Exercise brief: A faithful, complete copy of the entries is the sole expected answer.

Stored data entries
□ □ □ □ □
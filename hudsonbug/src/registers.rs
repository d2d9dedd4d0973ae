//! The register set of the 68000 as seen through the monitor.
//!
//! Registers are identified positionally: `D0..D7` are 0..7, `A0..A7` are 8..15,
//! `SR` is 16 and `PC` is 17.

use std::fmt;

/// Number of registers the monitor reports.
pub const NUM_REGISTERS: usize = 18;

/// Register names, indexed by [`RegisterId`].
pub const REGISTER_NAMES: [&str; NUM_REGISTERS] = [
    "D0", "D1", "D2", "D3", "D4", "D5", "D6", "D7", //
    "A0", "A1", "A2", "A3", "A4", "A5", "A6", "A7", //
    "SR", "PC",
];

/// The position of a register in the register set.
#[derive(Debug, Copy, Clone, PartialEq, PartialOrd, Ord, Eq, Hash)]
pub struct RegisterId(pub u16);

impl RegisterId {
    /// The status register.
    pub const SR: RegisterId = RegisterId(16);
    /// The program counter.
    pub const PC: RegisterId = RegisterId(17);

    /// Data register `Dn`, `n` in `0..8`.
    pub fn data(n: usize) -> Option<RegisterId> {
        (n < 8).then(|| RegisterId(n as u16))
    }

    /// Address register `An`, `n` in `0..8`.
    pub fn address(n: usize) -> Option<RegisterId> {
        (n < 8).then(|| RegisterId(8 + n as u16))
    }

    /// Looks a register up by its name, e.g. `"A7"`.
    pub fn from_name(name: &str) -> Option<RegisterId> {
        REGISTER_NAMES
            .iter()
            .position(|candidate| candidate.eq_ignore_ascii_case(name))
            .map(|index| RegisterId(index as u16))
    }

    /// Iterates all registers in positional order.
    pub fn all() -> impl Iterator<Item = RegisterId> {
        (0..NUM_REGISTERS as u16).map(RegisterId)
    }

    /// The display name of the register.
    pub fn name(self) -> &'static str {
        REGISTER_NAMES.get(self.index()).copied().unwrap_or("??")
    }

    pub(crate) fn index(self) -> usize {
        usize::from(self.0)
    }
}

impl fmt::Display for RegisterId {
    fn fmt(&self, f: &mut fmt::Formatter<'_>) -> fmt::Result {
        f.write_str(self.name())
    }
}

impl From<RegisterId> for u32 {
    fn from(value: RegisterId) -> Self {
        u32::from(value.0)
    }
}

/// Receives register values decoded from monitor output.
pub trait RegisterStore {
    /// Stores `value` for register `id`.
    fn supply_register(&mut self, id: RegisterId, value: u32);
}

/// Cached values of all registers.
///
/// Registers not reported by a dump keep their previous value.
#[derive(Debug, Clone, Default, PartialEq, Eq)]
pub struct RegisterFile {
    values: [u32; NUM_REGISTERS],
}

impl RegisterFile {
    pub fn new() -> Self {
        Self::default()
    }

    /// The cached value of register `id`.
    pub fn value(&self, id: RegisterId) -> u32 {
        self.values.get(id.index()).copied().unwrap_or_default()
    }

    pub fn program_counter(&self) -> u32 {
        self.value(RegisterId::PC)
    }

    pub fn status_register(&self) -> u32 {
        self.value(RegisterId::SR)
    }

    /// Iterates `(register, value)` pairs in positional order.
    pub fn iter(&self) -> impl Iterator<Item = (RegisterId, u32)> + '_ {
        RegisterId::all().map(|id| (id, self.value(id)))
    }
}

impl RegisterStore for RegisterFile {
    fn supply_register(&mut self, id: RegisterId, value: u32) {
        match self.values.get_mut(id.index()) {
            Some(slot) => {
                tracing::trace!("{} = {:#010x}", id, value);
                *slot = value;
            }
            None => tracing::warn!("Ignoring value {:#010x} for unknown register {}", value, id.0),
        }
    }
}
□ □ □ □ □
Answer to the exercise:
filename hudsonbug/src/registers.rs
repository d2d9dedd4d0973ae
//! The register set of the 68000 as seen through the monitor.
//!
//! Registers are identified positionally: `D0..D7` are 0..7, `A0..A7` are 8..15,
//! `SR` is 16 and `PC` is 17.

use std::fmt;

/// Number of registers the monitor reports.
pub const NUM_REGISTERS: usize = 18;

/// Register names, indexed by [`RegisterId`].
pub const REGISTER_NAMES: [&str; NUM_REGISTERS] = [
    "D0", "D1", "D2", "D3", "D4", "D5", "D6", "D7", //
    "A0", "A1", "A2", "A3", "A4", "A5", "A6", "A7", //
    "SR", "PC",
];

/// The position of a register in the register set.
#[derive(Debug, Copy, Clone, PartialEq, PartialOrd, Ord, Eq, Hash)]
pub struct RegisterId(pub u16);

impl RegisterId {
    /// The status register.
    pub const SR: RegisterId = RegisterId(16);
    /// The program counter.
    pub const PC: RegisterId = RegisterId(17);

    /// Data register `Dn`, `n` in `0..8`.
    pub fn data(n: usize) -> Option<RegisterId> {
        (n < 8).then(|| RegisterId(n as u16))
    }

    /// Address register `An`, `n` in `0..8`.
    pub fn address(n: usize) -> Option<RegisterId> {
        (n < 8).then(|| RegisterId(8 + n as u16))
    }

    /// Looks a register up by its name, e.g. `"A7"`.
    pub fn from_name(name: &str) -> Option<RegisterId> {
        REGISTER_NAMES
            .iter()
            .position(|candidate| candidate.eq_ignore_ascii_case(name))
            .map(|index| RegisterId(index as u16))
    }

    /// Iterates all registers in positional order.
    pub fn all() -> impl Iterator<Item = RegisterId> {
        (0..NUM_REGISTERS as u16).map(RegisterId)
    }

    /// The display name of the register.
    pub fn name(self) -> &'static str {
        REGISTER_NAMES.get(self.index()).copied().unwrap_or("??")
    }

    pub(crate) fn index(self) -> usize {
        usize::from(self.0)
    }
}

impl fmt::Display for RegisterId {
    fn fmt(&self, f: &mut fmt::Formatter<'_>) -> fmt::Result {
        f.write_str(self.name())
    }
}

impl From<RegisterId> for u32 {
    fn from(value: RegisterId) -> Self {
        u32::from(value.0)
    }
}

/// Receives register values decoded from monitor output.
pub trait RegisterStore {
    /// Stores `value` for register `id`.
    fn supply_register(&mut self, id: RegisterId, value: u32);
}

/// Cached values of all registers.
///
/// Registers not reported by a dump keep their previous value.
#[derive(Debug, Clone, Default, PartialEq, Eq)]
pub struct RegisterFile {
    values: [u32; NUM_REGISTERS],
}

impl RegisterFile {
    pub fn new() -> Self {
        Self::default()
    }

    /// The cached value of register `id`.
    pub fn value(&self, id: RegisterId) -> u32 {
        self.values.get(id.index()).copied().unwrap_or_default()
    }

    pub fn program_counter(&self) -> u32 {
        self.value(RegisterId::PC)
    }

    pub fn status_register(&self) -> u32 {
        self.value(RegisterId::SR)
    }

    /// Iterates `(register, value)` pairs in positional order.
    pub fn iter(&self) -> impl Iterator<Item = (RegisterId, u32)> + '_ {
        RegisterId::all().map(|id| (id, self.value(id)))
    }
}

impl RegisterStore for RegisterFile {
    fn supply_register(&mut self, id: RegisterId, value: u32) {
        match self.values.get_mut(id.index()) {
            Some(slot) => {
                tracing::trace!("{} = {:#010x}", id, value);
                *slot = value;
            }
            None => tracing::warn!("Ignoring value {:#010x} for unknown register {}", value, id.0),
        }
    }
}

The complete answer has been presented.